List all the lines in these records that hold "bool".

Records for this exercise:

....

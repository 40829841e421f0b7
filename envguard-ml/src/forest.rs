//! Isolation Forest implementation
//!
//! Combines many isolation trees, each fitted on a random subsample, and
//! calibrates a decision threshold so that a `contamination` fraction of
//! the training data scores as anomalous.

use envguard_core::constants::training::{
    DETECTOR_CONTAMINATION, DETECTOR_NUM_TREES, DETECTOR_SAMPLE_SIZE, DETECTOR_SEED,
};
use serde::{Deserialize, Serialize};

use crate::{
    calculate_anomaly_score, percentile, AnomalyScore, IsolationTree, MLError, MLResult, Rng,
    TreeConfig,
};

/// Configuration for Isolation Forest
#[derive(Debug, Clone, PartialEq, Serialize, Deserialize)]
#[serde(default)]
pub struct ForestConfig {
    /// Number of trees in the forest
    pub num_trees: usize,
    /// Subsample size per tree, capped at the number of training rows
    pub sample_size: usize,
    /// Expected share of anomalies in the training data, in `(0, 0.5]`
    pub contamination: f64,
    /// Random seed
    pub seed: u64,
    /// Maximum tree depth; `None` uses `ceil(log2(sample_size))`
    pub max_depth: Option<usize>,
}

impl Default for ForestConfig {
    fn default() -> Self {
        Self {
            num_trees: DETECTOR_NUM_TREES,
            sample_size: DETECTOR_SAMPLE_SIZE,
            contamination: DETECTOR_CONTAMINATION,
            seed: DETECTOR_SEED,
            max_depth: None,
        }
    }
}

impl ForestConfig {
    /// Check hyperparameter ranges
    pub fn validate(&self) -> MLResult<()> {
        if self.num_trees == 0 {
            return Err(MLError::InvalidConfig("detector num_trees must be positive"));
        }
        if self.sample_size == 0 {
            return Err(MLError::InvalidConfig("detector sample_size must be positive"));
        }
        if !(self.contamination > 0.0 && self.contamination <= 0.5) {
            return Err(MLError::InvalidConfig("detector contamination must be in (0, 0.5]"));
        }
        if self.max_depth == Some(0) {
            return Err(MLError::InvalidConfig("detector max_depth must be positive"));
        }
        Ok(())
    }
}

/// Isolation Forest for anomaly detection
#[derive(Debug, Clone, Serialize, Deserialize)]
pub struct IsolationForest {
    /// Individual trees
    trees: Vec<IsolationTree>,
    /// Configuration
    config: ForestConfig,
    /// Subsample size actually used; normalizes path lengths
    num_samples: usize,
    /// Feature width seen at fit time
    num_features: usize,
    /// Contamination percentile of training scores
    offset: f64,
}

impl IsolationForest {
    /// Create a new, unfitted Isolation Forest
    pub fn new(config: ForestConfig) -> Self {
        Self {
            trees: Vec::new(),
            config,
            num_samples: 0,
            num_features: 0,
            offset: 0.0,
        }
    }

    /// Whether [`fit`](Self::fit) has completed
    pub fn is_fitted(&self) -> bool {
        !self.trees.is_empty()
    }

    /// Train the forest on samples
    ///
    /// Rows must share one width and contain only finite values.
    pub fn fit(&mut self, samples: &[Vec<f64>]) -> MLResult<()> {
        self.config.validate()?;
        let num_features = check_matrix(samples)?;

        let sample_size = self.config.sample_size.min(samples.len());
        let max_depth = self
            .config
            .max_depth
            .unwrap_or_else(|| default_max_depth(sample_size));

        let rows: Vec<&[f64]> = samples.iter().map(|s| s.as_slice()).collect();
        let mut rng = Rng::new(self.config.seed);
        let mut trees = Vec::with_capacity(self.config.num_trees);

        for _ in 0..self.config.num_trees {
            let tree_config = TreeConfig {
                max_depth,
                seed: rng.next_u64(),
            };
            let subset = sample_subset(&rows, sample_size, &mut rng);

            let mut tree = IsolationTree::new(tree_config);
            tree.fit(&subset)?;
            trees.push(tree);
        }

        self.trees = trees;
        self.num_samples = sample_size;
        self.num_features = num_features;

        // Threshold at the contamination percentile of training scores
        let training_scores: Vec<f64> = rows.iter().map(|row| -self.raw_score(row).0).collect();
        self.offset = percentile(&training_scores, 100.0 * self.config.contamination)
            .ok_or(MLError::InsufficientData {
                required: 1,
                available: 0,
            })?;

        log::debug!(
            "Isolation forest fitted: {} trees, {} of {} rows per tree, depth <= {}, offset {:.4}",
            self.trees.len(),
            sample_size,
            samples.len(),
            max_depth,
            self.offset
        );

        Ok(())
    }

    /// Average path length and raw score for a sample
    fn raw_score(&self, sample: &[f64]) -> (f64, f64) {
        let total_path_length: f64 = self.trees.iter().map(|tree| tree.path_length(sample)).sum();
        let avg_path_length = total_path_length / self.trees.len() as f64;
        (
            calculate_anomaly_score(avg_path_length, self.num_samples),
            avg_path_length,
        )
    }

    /// Calculate anomaly score for a sample of the fitted width
    pub fn anomaly_score(&self, sample: &[f64]) -> MLResult<AnomalyScore> {
        if !self.is_fitted() {
            return Err(MLError::NotFitted);
        }
        if sample.len() != self.num_features {
            return Err(MLError::DimensionMismatch {
                expected: self.num_features,
                actual: sample.len(),
            });
        }
        if sample.iter().any(|v| !v.is_finite()) {
            return Err(MLError::NonFiniteInput);
        }
        let (score, avg_path_length) = self.raw_score(sample);
        Ok(AnomalyScore::new(score, self.offset, avg_path_length, self.trees.len()))
    }

    /// Check if a sample is an anomaly
    pub fn is_anomaly(&self, sample: &[f64]) -> MLResult<bool> {
        Ok(self.anomaly_score(sample)?.is_anomaly())
    }

    /// Score many samples
    pub fn predict(&self, samples: &[Vec<f64>]) -> MLResult<Vec<AnomalyScore>> {
        samples.iter().map(|sample| self.anomaly_score(sample)).collect()
    }

    /// Fitted decision offset
    pub fn offset(&self) -> f64 {
        self.offset
    }

    /// Feature width seen at fit time
    pub fn num_features(&self) -> usize {
        self.num_features
    }
}

/// `ceil(log2(n))`, at least 1
fn default_max_depth(sample_size: usize) -> usize {
    (sample_size.max(2) as f64).log2().ceil() as usize
}

/// Validate a feature matrix and return its width
pub(crate) fn check_matrix(samples: &[Vec<f64>]) -> MLResult<usize> {
    let Some(first) = samples.first() else {
        return Err(MLError::InsufficientData {
            required: 1,
            available: 0,
        });
    };
    let width = first.len();
    if width == 0 {
        return Err(MLError::DimensionMismatch {
            expected: 1,
            actual: 0,
        });
    }
    for row in samples {
        if row.len() != width {
            return Err(MLError::DimensionMismatch {
                expected: width,
                actual: row.len(),
            });
        }
        if row.iter().any(|v| !v.is_finite()) {
            return Err(MLError::NonFiniteInput);
        }
    }
    Ok(width)
}

/// Draw `sample_size` rows without replacement
fn sample_subset<'a>(rows: &[&'a [f64]], sample_size: usize, rng: &mut Rng) -> Vec<&'a [f64]> {
    // If sample size >= data size, use all data
    if sample_size >= rows.len() {
        return rows.to_vec();
    }

    let mut indices: Vec<usize> = (0..rows.len()).collect();

    // Partial Fisher-Yates shuffle
    for i in 0..sample_size {
        let j = i + rng.next_range(rows.len() - i);
        indices.swap(i, j);
    }

    indices[..sample_size].iter().map(|&i| rows[i]).collect()
}

#[cfg(test)]
mod tests {
    use super::*;

    fn create_test_data() -> Vec<Vec<f64>> {
        let mut samples = Vec::new();

        // Normal data cluster
        for i in 0..30 {
            let temp = 20.0 + (i % 10) as f64 * 0.1;
            let humidity = 50.0 + (i / 10) as f64 * 0.2;
            samples.push(vec![temp, humidity]);
        }

        // Anomalies
        samples.push(vec![35.0, 90.0]);
        samples.push(vec![5.0, 20.0]);

        samples
    }

    fn small_config() -> ForestConfig {
        ForestConfig {
            num_trees: 50,
            sample_size: 256,
            contamination: 0.1,
            seed: 123,
            max_depth: None,
        }
    }

    #[test]
    fn test_forest_creation() {
        let forest = IsolationForest::new(small_config());
        assert!(!forest.is_fitted());
        assert_eq!(forest.num_features(), 0);
    }

    #[test]
    fn test_forest_fit() {
        let mut forest = IsolationForest::new(small_config());
        let samples = create_test_data();

        forest.fit(&samples).unwrap();

        assert!(forest.is_fitted());
        assert_eq!(forest.trees.len(), 50);
        assert_eq!(forest.num_samples, samples.len());
        assert_eq!(forest.num_features(), 2);
        // ceil(log2(32))
        assert!(forest.trees.iter().all(|t| t.depth() <= 5 && t.node_count() > 0));
    }

    #[test]
    fn test_anomaly_detection() {
        let mut forest = IsolationForest::new(small_config());
        let samples = create_test_data();
        forest.fit(&samples).unwrap();

        let normal = forest.anomaly_score(&[20.4, 50.2]).unwrap();
        let anomaly = forest.anomaly_score(&[35.0, 90.0]).unwrap();

        assert!(anomaly.score > normal.score);
        assert!(anomaly.is_anomaly());
        assert!(!normal.is_anomaly());
    }

    #[test]
    fn test_contamination_share() {
        let mut forest = IsolationForest::new(small_config());
        let samples = create_test_data();
        forest.fit(&samples).unwrap();

        let flagged = forest
            .predict(&samples)
            .unwrap()
            .iter()
            .filter(|s| s.is_anomaly())
            .count();

        // The offset sits at the 10th percentile, so at most ~10% fall below it
        assert!(flagged <= (samples.len() as f64 * 0.1).ceil() as usize);
        assert!(flagged >= 1);
    }

    #[test]
    fn test_not_fitted() {
        let forest = IsolationForest::new(small_config());
        assert_eq!(forest.anomaly_score(&[1.0, 2.0]), Err(MLError::NotFitted));
    }

    #[test]
    fn test_dimension_checks() {
        let mut forest = IsolationForest::new(small_config());
        forest.fit(&create_test_data()).unwrap();

        assert!(matches!(
            forest.anomaly_score(&[1.0]),
            Err(MLError::DimensionMismatch { expected: 2, actual: 1 })
        ));
        assert!(matches!(
            forest.anomaly_score(&[1.0, 2.0, 3.0]),
            Err(MLError::DimensionMismatch { expected: 2, actual: 3 })
        ));
        assert_eq!(
            forest.anomaly_score(&[f64::NAN, 1.0]),
            Err(MLError::NonFiniteInput)
        );
    }

    #[test]
    fn test_fit_rejects_bad_input() {
        let mut forest = IsolationForest::new(small_config());
        assert!(matches!(
            forest.fit(&[]),
            Err(MLError::InsufficientData { .. })
        ));
        assert_eq!(
            forest.fit(&[vec![1.0, 2.0], vec![f64::INFINITY, 1.0]]),
            Err(MLError::NonFiniteInput)
        );
        assert!(matches!(
            forest.fit(&[vec![1.0, 2.0], vec![1.0]]),
            Err(MLError::DimensionMismatch { .. })
        ));

        let mut bad = IsolationForest::new(ForestConfig {
            contamination: 0.9,
            ..small_config()
        });
        assert!(matches!(
            bad.fit(&create_test_data()),
            Err(MLError::InvalidConfig(_))
        ));
    }

    #[test]
    fn test_seeded_fit_is_reproducible() {
        let samples = create_test_data();
        let mut a = IsolationForest::new(small_config());
        let mut b = IsolationForest::new(small_config());
        a.fit(&samples).unwrap();
        b.fit(&samples).unwrap();

        assert_eq!(a.offset(), b.offset());
        assert_eq!(
            a.anomaly_score(&[21.0, 50.0]).unwrap(),
            b.anomaly_score(&[21.0, 50.0]).unwrap()
        );
    }

    #[test]
    fn test_serde_roundtrip_preserves_scores() {
        let mut forest = IsolationForest::new(small_config());
        forest.fit(&create_test_data()).unwrap();

        let json = serde_json::to_string(&forest).unwrap();
        let restored: IsolationForest = serde_json::from_str(&json).unwrap();

        let outlier = [35.0, 90.0];
        assert_eq!(
            forest.anomaly_score(&outlier).unwrap(),
            restored.anomaly_score(&outlier).unwrap()
        );
    }
}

....

Response area:
    pub fn is_fitted(&self) -> bool {
    pub fn is_anomaly(&self, sample: &[f64]) -> MLResult<bool> {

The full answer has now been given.